Priorities have consequences. In the modern economy, what you learn has a huge effect on what you earn. Spending more on prisons than on schools is a recipe for poverty, and Alabama is poor. One out of every four children lives in poverty. One-third of the people live in poverty - and 44% of African Americans. These are not lazy people, since one-third of the jobs in Alabama are at the poverty level or below. You can work full time in Alabama and stay poor.

When the Montgomery Bus Boycott took place, the cynics said nothing would or could change in the South. The segregationists controlled the scene - the statehouse, the legislature, the local officials. But Dr. King showed that a people that would rather walk in pride than ride in shame could change the world.

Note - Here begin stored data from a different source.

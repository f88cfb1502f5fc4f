//! Completion parser
//!
//! Converts the upstream's plain-text quiz into structured questions.
//!
//! Expected layout (one block per question, blank lines ignored):
//!
//! ```text
//! Question 1: What does `&mut` grant?
//! A. Shared access
//! B. Exclusive access
//! C. Ownership
//! D. Nothing
//! Answer: B
//! Explanation: A mutable reference is exclusive.
//! ```
//!
//! Headers may also be written `1.` / `1)` and markdown bold markers are
//! ignored. Answers may be given as a letter or a 1-based number.

use crate::models::QuizQuestion;
use crate::utils::error::ParseError;
use tracing::warn;

/// Highest option letter recognised (`A`..=`F`)
const MAX_OPTIONS: usize = 6;

#[derive(Debug, Default)]
struct Draft {
    text: String,
    options: Vec<String>,
    answer: Option<usize>,
    explanation: Option<String>,
}

impl Draft {
    fn finish(self, number: usize, points: u32) -> Result<QuizQuestion, ParseError> {
        let text = self.text.trim().to_string();
        if text.is_empty() {
            return Err(ParseError::MissingQuestionText { number });
        }
        if self.options.len() < 2 {
            return Err(ParseError::TooFewOptions {
                number,
                found: self.options.len(),
            });
        }
        let index = self.answer.ok_or(ParseError::MissingAnswer { number })?;
        if index >= self.options.len() {
            return Err(ParseError::AnswerOutOfRange {
                number,
                index,
                options: self.options.len(),
            });
        }

        Ok(QuizQuestion {
            question: text,
            options: self.options,
            correct_answer: index,
            explanation: self
                .explanation
                .map(|e| e.trim().to_string())
                .filter(|e| !e.is_empty()),
            points,
        })
    }
}

/// Parse `text` into exactly `expected` questions worth `points` each
///
/// Surplus questions are dropped; fewer than `expected` is an error.
pub fn parse_quiz(text: &str, expected: usize, points: u32) -> Result<Vec<QuizQuestion>, ParseError> {
    let mut questions = Vec::new();
    let mut current: Option<Draft> = None;

    for raw in text.lines() {
        let line = raw.replace("**", "");
        let line = line.trim().trim_start_matches('#').trim();
        if line.is_empty() {
            continue;
        }

        if let Some(rest) = parse_question_header(line) {
            if let Some(draft) = current.take() {
                questions.push(draft.finish(questions.len() + 1, points)?);
            }
            current = Some(Draft {
                text: rest.to_string(),
                ..Draft::default()
            });
            continue;
        }

        // Preamble before the first question
        let Some(draft) = current.as_mut() else {
            continue;
        };

        if let Some(value) = strip_label(line, &["correct answer", "answer", "correct"]) {
            draft.answer = parse_answer(value);
        } else if let Some(value) = strip_label(line, &["explanation"]) {
            draft.explanation = Some(value.to_string());
        } else if let Some(option) =
            parse_option(line).filter(|_| draft.answer.is_none() && draft.explanation.is_none())
        {
            if draft.options.len() < MAX_OPTIONS {
                draft.options.push(option.to_string());
            }
        } else if let Some(explanation) = draft.explanation.as_mut() {
            explanation.push(' ');
            explanation.push_str(line);
        } else if draft.options.is_empty() {
            // Question text wrapped onto several lines
            if !draft.text.is_empty() {
                draft.text.push(' ');
            }
            draft.text.push_str(line);
        }
    }

    if let Some(draft) = current.take() {
        questions.push(draft.finish(questions.len() + 1, points)?);
    }

    if questions.is_empty() {
        return Err(ParseError::NoQuestions);
    }
    if questions.len() < expected {
        return Err(ParseError::CountMismatch {
            expected,
            found: questions.len(),
        });
    }
    if questions.len() > expected {
        warn!("Upstream returned {} questions, keeping the first {}", questions.len(), expected);
        questions.truncate(expected);
    }

    Ok(questions)
}

/// Case-insensitive prefix strip that respects char boundaries
fn strip_prefix_ignore_case<'a>(line: &'a str, prefix: &str) -> Option<&'a str> {
    let head = line.get(..prefix.len())?;
    head.eq_ignore_ascii_case(prefix).then(|| &line[prefix.len()..])
}

/// `Question 3: text`, `Question: text`, `3. text` or `3) text`
fn parse_question_header(line: &str) -> Option<&str> {
    let (rest, labelled) = match strip_prefix_ignore_case(line, "question") {
        Some(rest) => (rest.trim_start(), true),
        None => (line, false),
    };

    let digits = rest.chars().take_while(char::is_ascii_digit).count();
    if digits == 0 && !labelled {
        return None;
    }

    let after = &rest[digits..];
    let after = after
        .strip_prefix(':')
        .or_else(|| after.strip_prefix('.'))
        .or_else(|| after.strip_prefix(')'))?;

    Some(after.trim())
}

/// `A. text`, `b) text`
fn parse_option(line: &str) -> Option<&str> {
    let mut chars = line.chars();
    let letter = chars.next()?.to_ascii_uppercase();
    if !('A'..='F').contains(&letter) {
        return None;
    }
    match chars.next()? {
        '.' | ')' | ':' => {}
        _ => return None,
    }
    let text = line[2..].trim();
    (!text.is_empty()).then_some(text)
}

/// `Answer: B`, `Correct answer: (b)`, `Answer - 2`
fn strip_label<'a>(line: &'a str, labels: &[&str]) -> Option<&'a str> {
    labels.iter().find_map(|label| {
        strip_prefix_ignore_case(line, label)
            .map(str::trim_start)
            .and_then(|rest| rest.strip_prefix(':').or_else(|| rest.strip_prefix('-')))
            .map(str::trim)
    })
}

/// Zero-based option index from a letter or 1-based number
fn parse_answer(value: &str) -> Option<usize> {
    let mut value = value.trim_start_matches(|c: char| !c.is_ascii_alphanumeric());

    // "Option C", "option (2)"
    if let Some(rest) = strip_prefix_ignore_case(value, "option") {
        if !rest.starts_with(|c: char| c.is_ascii_alphabetic()) {
            value = rest.trim_start_matches(|c: char| !c.is_ascii_alphanumeric());
        }
    }
    let first = value.chars().next()?;

    if first.is_ascii_digit() {
        let digits: String = value.chars().take_while(char::is_ascii_digit).collect();
        let number: usize = digits.parse().ok()?;
        return number.checked_sub(1);
    }

    let letter = first.to_ascii_uppercase();
    if letter.is_ascii_uppercase() {
        // Only single-letter answers, "Answer: Because..." is not an answer
        let next = value.chars().nth(1);
        if next.map_or(true, |c| !c.is_ascii_alphabetic()) {
            return Some((letter as u8 - b'A') as usize);
        }
    }

    None
}
//! Prompt building and completion parsing benchmarks

use criterion::{black_box, criterion_group, criterion_main, BenchmarkId, Criterion};
use quiz_gateway::models::{Difficulty, QuizRequest};
use quiz_gateway::services::{build_prompt, parse_quiz};

/// Completion text with `count` questions in the expected layout
fn completion_text(count: usize) -> String {
    (1..=count)
        .map(|n| {
            format!(
                "**Question {n}:** What is item {n}?\nA. first\nB. second\nC. third\nD. fourth\nAnswer: C\nExplanation: Item {n} is always the third.\n"
            )
        })
        .collect::<Vec<_>>()
        .join("\n")
}

fn bench_build_prompt(c: &mut Criterion) {
    let request = QuizRequest::new("Kamakura history", Difficulty::Hard, 10)
        .with_context("The Kamakura shogunate ruled Japan from 1185 to 1333.");

    c.bench_function("build_prompt", |b| b.iter(|| build_prompt(black_box(&request))));
}

fn bench_parse_quiz(c: &mut Criterion) {
    let mut group = c.benchmark_group("parse_quiz");

    for count in [1usize, 5, 20] {
        let text = completion_text(count);
        group.bench_with_input(BenchmarkId::from_parameter(count), &text, |b, text| {
            b.iter(|| parse_quiz(black_box(text), count, 15))
        });
    }

    group.finish();
}

criterion_group!(benches, bench_build_prompt, bench_parse_quiz);
criterion_main!(benches);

It is time to go back to the South. It is time to enlist the New South against the remnants of the old. Pitch the South of opportunity and diversity against the South of reaction; champion books over bars, and schools over prisons. It is time to register people to vote and to challenge the laws that would strip a citizen of the right to vote for committing a crime even after they had repaid their debt to society. That mean-spiritedness offends the spirit of this country, founded by people rounded up from debtors' prisons. It also offends in the midst of the Bible Belt the central teaching of the Bible: the forgiveness of sins, and the possibility of resurrection.

At the national level, pundits tend to write off the South as a Republican bastion. They say national elections will be decided in the contested industrial states of the Midwest and the go-go states of the Southwest. Bush spends his time traveling to Pennsylvania and Ohio, not to Alabama and Georgia.

Indeed, when Lyndon Johnson signed the Voting Rights Act in 1965, he predicted that Democrats would lose the South for a generation. And starting with Nixon, Republicans practiced a race-bait politics that made their party the party of white sanctuary in the South. Now, however, a generation has passed. A New South is growing. Immigrants have brought a new diversity, beyond the black-white tensions. Workers - including white workers - realize that the region's poverty drags down everyone. You can't lock up hope forever. It is time for a new citizens’ movement to register people to vote, build alliances across lines of race, and finish the liberation of the South. It is time to go back to the South.